„Aber der Mittelstand wird gefährlich!“ sagte Frau Camuzzi zum Baron Torroni.

Denn der Bäcker Crepalini fuhr fort zu agitieren. Man sah ihn mit seinen herausquellenden Augen und seinem furchtbaren Gebiß im Parterre sich abarbeiten, die Leute um sich her zusammenziehen und unter wütenden Schlägen in die Luft, Aufruhr bei ihnen stiften.

„Warum steht Ihr hier unten und laßt Euch stoßen, Gevatter Felipe? Ihr wißt es nicht. Dann fragt also den Malandrini. Er ist der Wirt „zum Mond“, Ihr seid der Wirt „zu den Verlobten“; eine Loge aber ist nur für ihn da. Versteht sich, denn seine Frau ist eine Schwester der Frau Polli, und der Tabakhändler ist ein Onkel des Doktors Capitani, dessen Frau eine Großnichte des Bürgermeisters ist!“

„Die Herren halten zusammen“, sagte der Schlosser Fantapiè, der mit dem Schlosser Scarpetta von der Galerie herabgestiegen war; „und der einzige, der dem Volk helfen kann, ist Don Taddeo.“

Der Schuhmacher Malagodi bekam einen roten Kopf.
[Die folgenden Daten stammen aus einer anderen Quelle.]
use crate::error::Result;
use crate::state::AppState;
use axum::{
    extract::{Query, State},
    Json,
};
use rmcp::schemars;
use serde::Deserialize;
use serde_json::Value;
use std::sync::Arc;
use tracing::Instrument;

/// Identifiers accepted by both the HTTP endpoint and the MCP tool.
#[derive(Debug, Deserialize, schemars::JsonSchema)]
pub struct Mt700Query {
    /// Purchase order document id
    pub po_number: String,
    /// Proforma invoice document id
    pub inv_number: String,
}

/// GET /generate_mt700 - Compose an MT700 for a purchase order and invoice.
///
/// Both parameters are opaque and required; a missing one is rejected by the
/// query extractor with 400. Pipeline failures map to 502.
pub async fn generate_mt700_handler(
    State(state): State<Arc<AppState>>,
    Query(query): Query<Mt700Query>,
) -> Result<Json<Value>> {
    tracing::info!(
        po_number = %query.po_number,
        inv_number = %query.inv_number,
        "Received request"
    );

    let span = tracing::info_span!(
        "generate_mt700",
        po_number = %query.po_number,
        inv_number = %query.inv_number
    );
    let response = state
        .composer
        .compose(&query.po_number, &query.inv_number)
        .instrument(span)
        .await?;

    Ok(Json(response))
}
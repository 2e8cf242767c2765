//! Shared test fixtures: an in-process stand-in for the trade-document
//! backend that records every call it receives.

#![allow(dead_code)]

use axum::{
    body::Body,
    extract::{Query, State},
    http::{header, HeaderMap, Request, StatusCode},
    response::{IntoResponse, Response},
    routing::post,
    Router,
};
use mt700_relay::{build_router, AppState, Config};
use serde_json::{json, Value};
use std::collections::{HashMap, VecDeque};
use std::sync::{Arc, Mutex};
use std::time::Duration;
use tokio::net::TcpListener;
use tower::ServiceExt;

pub const DOCUMENT_LOAD_PATH: &str = "/api/mywave/trade/document/load";
pub const SYNTHESIS_PATH: &str = "/api/mywave/chatgpt/mt700withreference";

/// One request observed by the mock backend.
#[derive(Debug, Clone)]
pub struct RecordedCall {
    pub path: String,
    pub document_id: Option<String>,
    pub document_type: Option<String>,
    pub user_agent: Option<String>,
    pub content_type: Option<String>,
    pub body: String,
}

#[derive(Debug, Clone)]
struct Canned {
    status: StatusCode,
    body: String,
    delay: Duration,
}

impl Canned {
    fn into_response(self) -> Response {
        (
            self.status,
            [(header::CONTENT_TYPE, "application/json")],
            self.body,
        )
            .into_response()
    }
}

#[derive(Default)]
struct MockState {
    calls: Mutex<Vec<RecordedCall>>,
    documents: Mutex<HashMap<String, VecDeque<Canned>>>,
    synthesis: Mutex<VecDeque<Canned>>,
}

/// Queued responses are served in order; the last one repeats forever.
fn next_response(queue: &mut VecDeque<Canned>) -> Option<Canned> {
    if queue.len() > 1 {
        queue.pop_front()
    } else {
        queue.front().cloned()
    }
}

fn header_value(headers: &HeaderMap, name: header::HeaderName) -> Option<String> {
    headers
        .get(name)
        .and_then(|v| v.to_str().ok())
        .map(str::to_string)
}

async fn load_document(
    State(state): State<Arc<MockState>>,
    Query(params): Query<HashMap<String, String>>,
    headers: HeaderMap,
) -> Response {
    let document_id = params.get("documentId").cloned();
    let document_type = params.get("type").cloned();

    state.calls.lock().unwrap().push(RecordedCall {
        path: DOCUMENT_LOAD_PATH.to_string(),
        document_id: document_id.clone(),
        document_type: document_type.clone(),
        user_agent: header_value(&headers, header::USER_AGENT),
        content_type: header_value(&headers, header::CONTENT_TYPE),
        body: String::new(),
    });

    let key = document_key(
        document_type.as_deref().unwrap_or_default(),
        document_id.as_deref().unwrap_or_default(),
    );
    let canned = state
        .documents
        .lock()
        .unwrap()
        .get_mut(&key)
        .and_then(next_response);

    match canned {
        Some(canned) => {
            tokio::time::sleep(canned.delay).await;
            canned.into_response()
        }
        None => (StatusCode::NOT_FOUND, "document not found").into_response(),
    }
}

async fn synthesize(
    State(state): State<Arc<MockState>>,
    headers: HeaderMap,
    body: String,
) -> Response {
    state.calls.lock().unwrap().push(RecordedCall {
        path: SYNTHESIS_PATH.to_string(),
        document_id: None,
        document_type: None,
        user_agent: header_value(&headers, header::USER_AGENT),
        content_type: header_value(&headers, header::CONTENT_TYPE),
        body,
    });

    let canned = next_response(&mut state.synthesis.lock().unwrap());
    match canned {
        Some(canned) => {
            tokio::time::sleep(canned.delay).await;
            canned.into_response()
        }
        None => (StatusCode::INTERNAL_SERVER_ERROR, "no synthesis configured").into_response(),
    }
}

fn document_key(document_type: &str, document_id: &str) -> String {
    format!("{}:{}", document_type, document_id)
}

pub struct MockBackend {
    pub base_url: String,
    state: Arc<MockState>,
}

impl MockBackend {
    pub async fn start() -> Self {
        let state = Arc::new(MockState::default());
        let app = Router::new()
            .route(DOCUMENT_LOAD_PATH, post(load_document))
            .route(SYNTHESIS_PATH, post(synthesize))
            .with_state(Arc::clone(&state));

        let listener = TcpListener::bind("127.0.0.1:0").await.unwrap();
        let addr = listener.local_addr().unwrap();
        tokio::spawn(async move {
            axum::serve(listener, app).await.unwrap();
        });

        Self {
            base_url: format!("http://{}", addr),
            state,
        }
    }

    /// Queue a response for `POST load?type=<document_type>&documentId=<id>`.
    pub fn document(&self, document_type: &str, id: &str, status: StatusCode, body: impl Into<String>) {
        self.document_delayed(document_type, id, status, body, Duration::ZERO);
    }

    pub fn document_delayed(
        &self,
        document_type: &str,
        id: &str,
        status: StatusCode,
        body: impl Into<String>,
        delay: Duration,
    ) {
        self.state
            .documents
            .lock()
            .unwrap()
            .entry(document_key(document_type, id))
            .or_default()
            .push_back(Canned {
                status,
                body: body.into(),
                delay,
            });
    }

    pub fn synthesis(&self, status: StatusCode, body: impl Into<String>) {
        self.state.synthesis.lock().unwrap().push_back(Canned {
            status,
            body: body.into(),
            delay: Duration::ZERO,
        });
    }

    pub fn calls(&self) -> Vec<RecordedCall> {
        self.state.calls.lock().unwrap().clone()
    }

    /// Happy-path fixture: PO with the given note, an invoice, and a
    /// synthesis response.
    pub fn happy_path(&self, po: &str, inv: &str, note: &str, synthesis: &Value) {
        self.document("purchaseorder", po, StatusCode::OK, po_document(note));
        self.document(
            "invoice",
            inv,
            StatusCode::OK,
            json!({ "message": "{\"data\": \"{}\"}" }).to_string(),
        );
        self.synthesis(StatusCode::OK, synthesis.to_string());
    }
}

/// A purchase-order body with the note wrapped the way the document store
/// does it: `message` and `data` are both JSON-encoded strings.
pub fn po_document(note: &str) -> String {
    let data = json!({ "note": note }).to_string();
    let message = json!({ "data": data, "status": "loaded" }).to_string();
    json!({ "code": 200, "message": message }).to_string()
}

/// An address nothing listens on.
pub async fn closed_port_url() -> String {
    let listener = TcpListener::bind("127.0.0.1:0").await.unwrap();
    let addr = listener.local_addr().unwrap();
    drop(listener);
    format!("http://{}", addr)
}

pub fn relay_state(base_url: &str) -> Arc<AppState> {
    relay_state_with(base_url, |_| {})
}

pub fn relay_state_with<F>(base_url: &str, customize: F) -> Arc<AppState>
where
    F: FnOnce(&mut Config),
{
    let mut config = Config::for_backend(base_url);
    customize(&mut config);
    Arc::new(AppState::new(config).expect("Failed to create AppState"))
}

pub fn relay_app(base_url: &str) -> Router {
    build_router(relay_state(base_url))
}

/// Helper to make a request to the router and decode a JSON body.
/// Non-JSON bodies decode to `{}`.
pub async fn json_request(
    app: Router,
    method: &str,
    uri: &str,
    body: Option<Value>,
) -> (StatusCode, Value) {
    let (status, raw) = raw_request(app, method, uri, body.map(|b| b.to_string())).await;
    let body: Value = serde_json::from_str(&raw).unwrap_or(json!({}));
    (status, body)
}

pub async fn raw_request(
    app: Router,
    method: &str,
    uri: &str,
    body: Option<String>,
) -> (StatusCode, String) {
    let req = match method {
        "GET" => Request::builder()
            .method("GET")
            .uri(uri)
            .body(Body::empty())
            .unwrap(),
        "POST" => Request::builder()
            .method("POST")
            .uri(uri)
            .header("content-type", "application/json")
            .body(Body::from(body.unwrap_or_default()))
            .unwrap(),
        _ => panic!("Unsupported method"),
    };

    let response = app.oneshot(req).await.unwrap();
    let status = response.status();

    let body_bytes = axum::body::to_bytes(response.into_body(), usize::MAX)
        .await
        .unwrap();
    (status, String::from_utf8_lossy(&body_bytes).into_owned())
}

/// POST a JSON-RPC message to `/mcp` the way a streamable-HTTP client does
/// and return the status plus the JSON-RPC reply, if any. Replies may come
/// back as plain JSON or as a server-sent event stream.
pub async fn mcp_request(app: Router, message: Value) -> (StatusCode, Option<Value>) {
    let req = Request::builder()
        .method("POST")
        .uri("/mcp")
        .header(header::CONTENT_TYPE, "application/json")
        .header(header::ACCEPT, "application/json, text/event-stream")
        .body(Body::from(message.to_string()))
        .unwrap();

    let response = app.oneshot(req).await.unwrap();
    let status = response.status();
    let body_bytes = axum::body::to_bytes(response.into_body(), usize::MAX)
        .await
        .unwrap();
    let raw = String::from_utf8_lossy(&body_bytes);

    (status, parse_rpc_reply(&raw))
}

fn parse_rpc_reply(raw: &str) -> Option<Value> {
    if let Ok(value) = serde_json::from_str::<Value>(raw) {
        return Some(value);
    }
    raw.lines()
        .filter_map(|line| line.strip_prefix("data:"))
        .map(str::trim)
        .filter(|data| !data.is_empty())
        .filter_map(|data| serde_json::from_str::<Value>(data).ok())
        .find(|value| value.get("result").is_some() || value.get("error").is_some())
}
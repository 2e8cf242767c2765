use crate::backend::BackendClient;
use crate::compose::Mt700Composer;
use crate::config::Config;

/// Application state shared across all request handlers.
/// Holds no per-request data; every pipeline run starts from scratch.
pub struct AppState {
    pub composer: Mt700Composer,
}

impl AppState {
    pub fn new(config: Config) -> anyhow::Result<Self> {
        let backend = BackendClient::new(&config)?;
        let composer = Mt700Composer::new(backend, config.log_payloads);

        Ok(Self { composer })
    }
}
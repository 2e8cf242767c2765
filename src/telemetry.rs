use crate::config::{LogConfig, LogFormat};
use tracing_subscriber::{layer::SubscriberExt, util::SubscriberInitExt, EnvFilter};

/// Install the global tracing subscriber. Called once from `main`;
/// `RUST_LOG` overrides the configured default filter.
pub fn init(config: &LogConfig) -> anyhow::Result<()> {
    let filter = EnvFilter::try_from_default_env()
        .unwrap_or_else(|_| EnvFilter::new(&config.default_filter));

    let registry = tracing_subscriber::registry().with(filter);
    match config.format {
        LogFormat::Json => registry
            .with(tracing_subscriber::fmt::layer().json())
            .try_init()?,
        LogFormat::Text => registry.with(tracing_subscriber::fmt::layer()).try_init()?,
    }

    Ok(())
}
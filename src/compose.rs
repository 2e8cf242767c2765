use crate::backend::types::DOCUMENT_LOAD_PATH;
use crate::backend::{BackendClient, ComposedRequest, DocumentRef};
use crate::error::Result;
use crate::extract::extract_sales_agreement;
use serde_json::Value;
use std::time::Instant;

/// Orchestrates the fetch / extract / fetch / synthesize pipeline.
///
/// Every step runs to completion before the next starts, and the first error
/// aborts the rest. Nothing is memoized between calls.
pub struct Mt700Composer {
    backend: BackendClient,
    log_payloads: bool,
}

impl Mt700Composer {
    pub fn new(backend: BackendClient, log_payloads: bool) -> Self {
        Self {
            backend,
            log_payloads,
        }
    }

    /// Compose an MT700 response for a purchase order and a proforma invoice.
    ///
    /// # Flow
    /// 1. Load the purchase order (`purchaseorder`)
    /// 2. Extract its sales-agreement note
    /// 3. Load the invoice (`invoice`); the body is not used further
    /// 4. POST identifiers and note to the synthesis endpoint
    ///
    /// Returns the synthesis body unmodified.
    pub async fn compose(&self, po_number: &str, inv_number: &str) -> Result<Value> {
        let start = Instant::now();
        metrics::counter!("mt700_requests_total").increment(1);

        let result = self.run_pipeline(po_number, inv_number).await;

        match &result {
            Ok(response) => {
                if self.log_payloads {
                    tracing::info!(
                        po_number,
                        inv_number,
                        response = %response,
                        "Generated MT700 response"
                    );
                } else {
                    tracing::info!(po_number, inv_number, "Generated MT700 response");
                }
                metrics::histogram!("mt700_latency_ms").record(start.elapsed().as_millis() as f64);
            }
            Err(e) => {
                tracing::error!(
                    po_number,
                    inv_number,
                    kind = e.kind(),
                    error = %e,
                    "Failed to generate MT700 response"
                );
                metrics::counter!("mt700_failures_total", "kind" => e.kind()).increment(1);
            }
        }

        result
    }

    async fn run_pipeline(&self, po_number: &str, inv_number: &str) -> Result<Value> {
        let po_document = self
            .backend
            .load(DOCUMENT_LOAD_PATH, &DocumentRef::purchase_order(po_number))
            .await?;

        let sales_agreement = extract_sales_agreement(&po_document)?;

        // The invoice must load, but only its number goes into the payload.
        let _invoice = self
            .backend
            .load(DOCUMENT_LOAD_PATH, &DocumentRef::invoice(inv_number))
            .await?;

        let request = ComposedRequest {
            purchase_order_id: po_number.to_string(),
            proforma_invoice_id: inv_number.to_string(),
            sales_agreement_note: sales_agreement,
        };

        self.backend.synthesize(&request).await
    }
}
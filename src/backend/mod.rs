//! Outbound side of the relay: the trade-document store and the MT700
//! synthesis endpoint, both served from the same backend base address.

pub mod client;
pub mod retry;
pub mod types;

pub use client::BackendClient;
pub use retry::{RetryPolicy, Retryable};
pub use types::{ComposedRequest, DocumentKind, DocumentRef};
„Man kann sagen, daß wir im Nepotismus umkommen. Warum bin ich nicht Gemeinderat geworden? Weil die Elena, mein Lehrmädchen, sich geweigert hat, zu tun, was der Severino Salvatori von ihr verlangte. Die Herren machen Ansprüche . . .“

„Die Herren!“ schnaubte der Bäcker, und der dicke Nußknackerkopf wackelte vor Zorn auf seinen engen Schultern. „Wenn es noch Herren wären! Aber seht nur jenen Giocondi an, der nun die zweite Frau zugrunde gerichtet hat und als Versicherungsagent umherzieht: wer ist mehr Herr, er oder ich, der fünftgrößte Steuerzahler der Stadt? Aber weil seine erste Frau eine Pastecaldi und Schwägerin der Schwester des Advokaten Belotti war, hat die Loge der Giocondi, nicht ich. Und da eine übrig ist, läßt man sie lieber leerstehen, als daß man sie einem Manne wie mir gibt.“

„Die Herausforderung gilt mir“ — und der alte Schenkenheld Zecchini schob seinen Bauch in den Haufen. „Denn wenn man eine Loge bekommt, weil man Bankerott gemacht hat, muß auch ich eine bekommen.“

„Was denn? Welche Loge?“ polterte Galileo Belotti. „Wißt ihr denn nicht, daß jene leere Loge dem Advokaten gehört? Denn sonst hätte er nur die unserer Schwester, die der Jole Capitani und die Klubloge, und ihr begreift wohl, daß ein Mann von seiner Wichtigkeit eine vierte nötig hat.“

Der junge Savezzo schien unabsichtlich in den Haufen geraten.